Maybe theses processes are too complex to grasp and to be turned to a general model. Maybe they aren't. But I can envision a model that encompass both float and pegged currency (based on Scott Fullwiler), for example. We do not need to restrict a model to a specific scenario to make it useful. Models that work only in a limited context are actually dangerous - we may not even understand that the scenario has changed and that the model is not valid anymore.

Tom Hickey said...

we may not even understand that the scenario has changed and that the model is not valid anymore.

Like most of those now who haven't yet made the conceptual switch from the previous monetary regime to the present one. How many years has it been?

How can you have a correct theory of the price mechanism when you are thinking in terms of the wrong monetary system?

The other problem with economic theory is that efficiency is a chief criterion. Efficiency is fine as long as there are no disruptive changes or shocks. Then the question becomes whether resilience was sacrificed to the efficiency god. Developed economies are a good example of this. Highly efficient but not so resilient. Less developed economies likely have more residence, for example, supply chains are not so stretched out or tightly tweaked so that everything arrives just on time — until it doesn't. Markets and price don't handle this well.

Matt Franko said...

Andre it doenst "float" it is regulated...

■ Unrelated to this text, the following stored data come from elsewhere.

//! Shipping volumes: boxes or pallets packed with stock items.
//!
//! ```text
//! OPEN ──close──► CLOSED ──deliver──► DELIVERED ──return──► RETURNED
//!   ▲               │
//!   └────reopen─────┘
//! ```

use chrono::{DateTime, Utc};
use serde::{Deserialize, Serialize};
use sqlx::FromRow;
use uuid::Uuid;

use crate::error::AppError;

string_enum! {
    pub enum VolumeStatus {
        Open => "OPEN",
        Closed => "CLOSED",
        Delivered => "DELIVERED",
        Returned => "RETURNED",
    }
}

#[derive(Debug, Clone, FromRow, Serialize)]
pub struct Volume {
    pub id: Uuid,
    #[serde(skip_serializing)]
    pub tenant_id: Uuid,
    pub code: String,
    pub status: VolumeStatus,
    pub destination: Option<String>,
    pub notes: Option<String>,
    pub closed_at: Option<DateTime<Utc>>,
    pub delivered_at: Option<DateTime<Utc>>,
    pub returned_at: Option<DateTime<Utc>>,
    pub created_at: DateTime<Utc>,
    pub updated_at: DateTime<Utc>,
}

#[derive(Debug, Clone, FromRow, Serialize)]
pub struct VolumeItem {
    pub id: Uuid,
    #[serde(skip_serializing)]
    pub tenant_id: Uuid,
    pub volume_id: Uuid,
    pub item_id: Uuid,
    pub quantity: i32,
    pub added_at: DateTime<Utc>,
}

tenant_record!(Volume, VolumeItem);

/// `VOL-` followed by eight upper-case hex digits.
pub fn generate_volume_code() -> String {
    let bytes: [u8; 4] = rand::random();
    format!("VOL-{}", hex::encode_upper(bytes))
}

impl Volume {
    pub fn new(tenant_id: Uuid, request: CreateVolumeRequest) -> Self {
        let now = Utc::now();
        Self {
            id: Uuid::new_v4(),
            tenant_id,
            code: generate_volume_code(),
            status: VolumeStatus::Open,
            destination: request.destination,
            notes: request.notes,
            closed_at: None,
            delivered_at: None,
            returned_at: None,
            created_at: now,
            updated_at: now,
        }
    }

    pub fn ensure_open(&self) -> Result<(), AppError> {
        if self.status != VolumeStatus::Open {
            return Err(AppError::BadRequest(format!(
                "Volume {} is {} and cannot be changed",
                self.code, self.status
            )));
        }
        Ok(())
    }

    pub fn close(&mut self, item_count: usize) -> Result<(), AppError> {
        self.ensure_open()?;
        if item_count == 0 {
            return Err(AppError::bad_request("An empty volume cannot be closed"));
        }
        let now = Utc::now();
        self.status = VolumeStatus::Closed;
        self.closed_at = Some(now);
        self.updated_at = now;
        Ok(())
    }

    pub fn reopen(&mut self) -> Result<(), AppError> {
        self.transition(VolumeStatus::Closed, VolumeStatus::Open)?;
        self.closed_at = None;
        Ok(())
    }

    pub fn deliver(&mut self) -> Result<(), AppError> {
        self.transition(VolumeStatus::Closed, VolumeStatus::Delivered)?;
        self.delivered_at = Some(self.updated_at);
        Ok(())
    }

    pub fn mark_returned(&mut self) -> Result<(), AppError> {
        self.transition(VolumeStatus::Delivered, VolumeStatus::Returned)?;
        self.returned_at = Some(self.updated_at);
        Ok(())
    }

    fn transition(&mut self, from: VolumeStatus, to: VolumeStatus) -> Result<(), AppError> {
        if self.status != from {
            return Err(AppError::BadRequest(format!(
                "Volume must be {from} to become {to}, but is {}",
                self.status
            )));
        }
        self.status = to;
        self.updated_at = Utc::now();
        Ok(())
    }
}

impl VolumeItem {
    pub fn new(volume: &Volume, item_id: Uuid, quantity: i32) -> Self {
        Self {
            id: Uuid::new_v4(),
            tenant_id: volume.tenant_id,
            volume_id: volume.id,
            item_id,
            quantity,
            added_at: Utc::now(),
        }
    }
}

/// `quantity` more units of an item may be packed when the units already in
/// the volume leave room for them within the item's stock.
pub fn check_pack_quantity(quantity: i32, packed: i64, in_stock: i32) -> Result<(), AppError> {
    let unpacked = (i64::from(in_stock) - packed).max(0);
    if unpacked == 0 {
        return Err(AppError::BadRequest(format!(
            "All {in_stock} unit(s) of this item are already packed"
        )));
    }
    if quantity < 1 || i64::from(quantity) > unpacked {
        return Err(AppError::BadRequest(format!(
            "Quantity must be between 1 and {unpacked}"
        )));
    }
    Ok(())
}

/// One packing-list line with the catalog context of its item.
#[derive(Debug, Clone, FromRow, Serialize)]
pub struct PackingLine {
    pub volume_item_id: Uuid,
    pub item_id: Uuid,
    pub sku: String,
    pub variant_name: String,
    pub bin_address: String,
    pub quantity: i32,
}

#[derive(Debug, Serialize)]
pub struct PackingList {
    pub volume_id: Uuid,
    pub code: String,
    pub status: VolumeStatus,
    pub destination: Option<String>,
    pub lines: Vec<PackingLine>,
    pub total_lines: usize,
    pub total_quantity: i64,
}

impl PackingList {
    pub fn new(volume: &Volume, lines: Vec<PackingLine>) -> Self {
        Self {
            volume_id: volume.id,
            code: volume.code.clone(),
            status: volume.status,
            destination: volume.destination.clone(),
            total_lines: lines.len(),
            total_quantity: lines.iter().map(|l| i64::from(l.quantity)).sum(),
            lines,
        }
    }
}

#[derive(Debug, Serialize)]
pub struct VolumeDetail {
    #[serde(flatten)]
    pub volume: Volume,
    pub items: Vec<VolumeItem>,
}

#[derive(Debug, Deserialize)]
pub struct CreateVolumeRequest {
    pub destination: Option<String>,
    pub notes: Option<String>,
}

#[derive(Debug, Deserialize)]
pub struct AddVolumeItemRequest {
    pub item_id: Uuid,
    pub quantity: i32,
}

#[derive(Debug, Default, Deserialize)]
pub struct VolumeFilter {
    pub status: Option<VolumeStatus>,
}

#[cfg(test)]
mod tests {
    use super::*;

    fn volume() -> Volume {
        Volume::new(
            Uuid::nil(),
            CreateVolumeRequest {
                destination: Some("Dock 3".into()),
                notes: None,
            },
        )
    }

    #[test]
    fn code_format() {
        let code = generate_volume_code();
        assert_eq!(code.len(), 12);
        assert!(code.starts_with("VOL-"));
        assert!(code[4..]
            .chars()
            .all(|c| c.is_ascii_digit() || ('A'..='F').contains(&c)));
    }

    #[test]
    fn empty_volume_cannot_close() {
        let mut v = volume();
        assert!(v.close(0).is_err());
        v.close(2).unwrap();
        assert_eq!(v.status, VolumeStatus::Closed);
        assert!(v.ensure_open().is_err());
    }

    #[test]
    fn full_lifecycle() {
        let mut v = volume();
        assert!(v.deliver().is_err());
        v.close(1).unwrap();
        v.reopen().unwrap();
        assert!(v.closed_at.is_none());
        v.close(1).unwrap();
        v.deliver().unwrap();
        assert!(v.reopen().is_err());
        v.mark_returned().unwrap();
        assert_eq!(v.status, VolumeStatus::Returned);
        assert!(v.returned_at.is_some());
    }

    #[test]
    fn packed_units_count_against_stock() {
        check_pack_quantity(10, 0, 10).unwrap();
        check_pack_quantity(4, 6, 10).unwrap();
        assert!(check_pack_quantity(5, 6, 10).is_err());
        assert!(check_pack_quantity(1, 10, 10).is_err());
        assert!(check_pack_quantity(0, 0, 10).is_err());
        // stock moved out after packing
        assert!(check_pack_quantity(1, 8, 5).is_err());
    }

    #[test]
    fn packing_list_totals() {
        let v = volume();
        let line = |q| PackingLine {
            volume_item_id: Uuid::new_v4(),
            item_id: Uuid::new_v4(),
            sku: "SKU-1".into(),
            variant_name: "Blue".into(),
            bin_address: "A-01-01-01".into(),
            quantity: q,
        };
        let list = PackingList::new(&v, vec![line(2), line(5)]);
        assert_eq!(list.total_lines, 2);
        assert_eq!(list.total_quantity, 7);
    }
}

MMT is wrong when it says "free floating, non-convertible"

Its not "free floating" it is regulated... reserves are assets at a bank and banks assets are regulated against capital... there is a regulatory "capital:assets ratio" that has to be maintained... the frequency responses of these two regulatory parameters are currently mis-matched so we end up in system default from time to time when asset prices demonstrate high volatility... and the capital parameter cannot respond with the same frequency...

In systems theory this is called 'mis-match error'...

And for 'non-covertible' you cannot define something with a negative like this its bad philosophy of science... its created by law so the Greeks used a derivation of the word for law 'nomos"...

and you can see here via Aristotle, our ancestors could differentiate between nature and human law very easily... and he didnt conflate them...

Aristotle:

"Nomisma by itself is a mere device which has value only by nomos (law) and not by nature; so that a change of convention between those who use it, is sufficient to deprive it of value and its power to satisfy our wants." — Aristotle, "Politica."

"By virtue of voluntary convention nomisma has become the medium of exchange. We call it nomisma, because its efficacy is due not to nature but to nomos (law), and because it is always in our power to control it." — Aristotle, " Ethica."

We already were thru this over 2,000 years ago and we figured it out and it was working perfectly... nobody was poor... nobody thought they were 'out of money!' the word 'money' didnt even have an equivalent in the Greek lexicon....

You dont conflate the natural laws and mankind's laws.... we're in charge of what we're in charge of and nature's laws stand apart from that...

Calgacus said...

Andre:Maybe there could be a general theory to explain both the gold standard and the modern fiat era.

There is. It is called "MMT" (or creditary or circuitist or institutional or Keynesian) economics. That is THE point of Mitchell-Innes. [Good comparison about Aristotle] There is only one system, which people can decorate with bells & whistles, or not.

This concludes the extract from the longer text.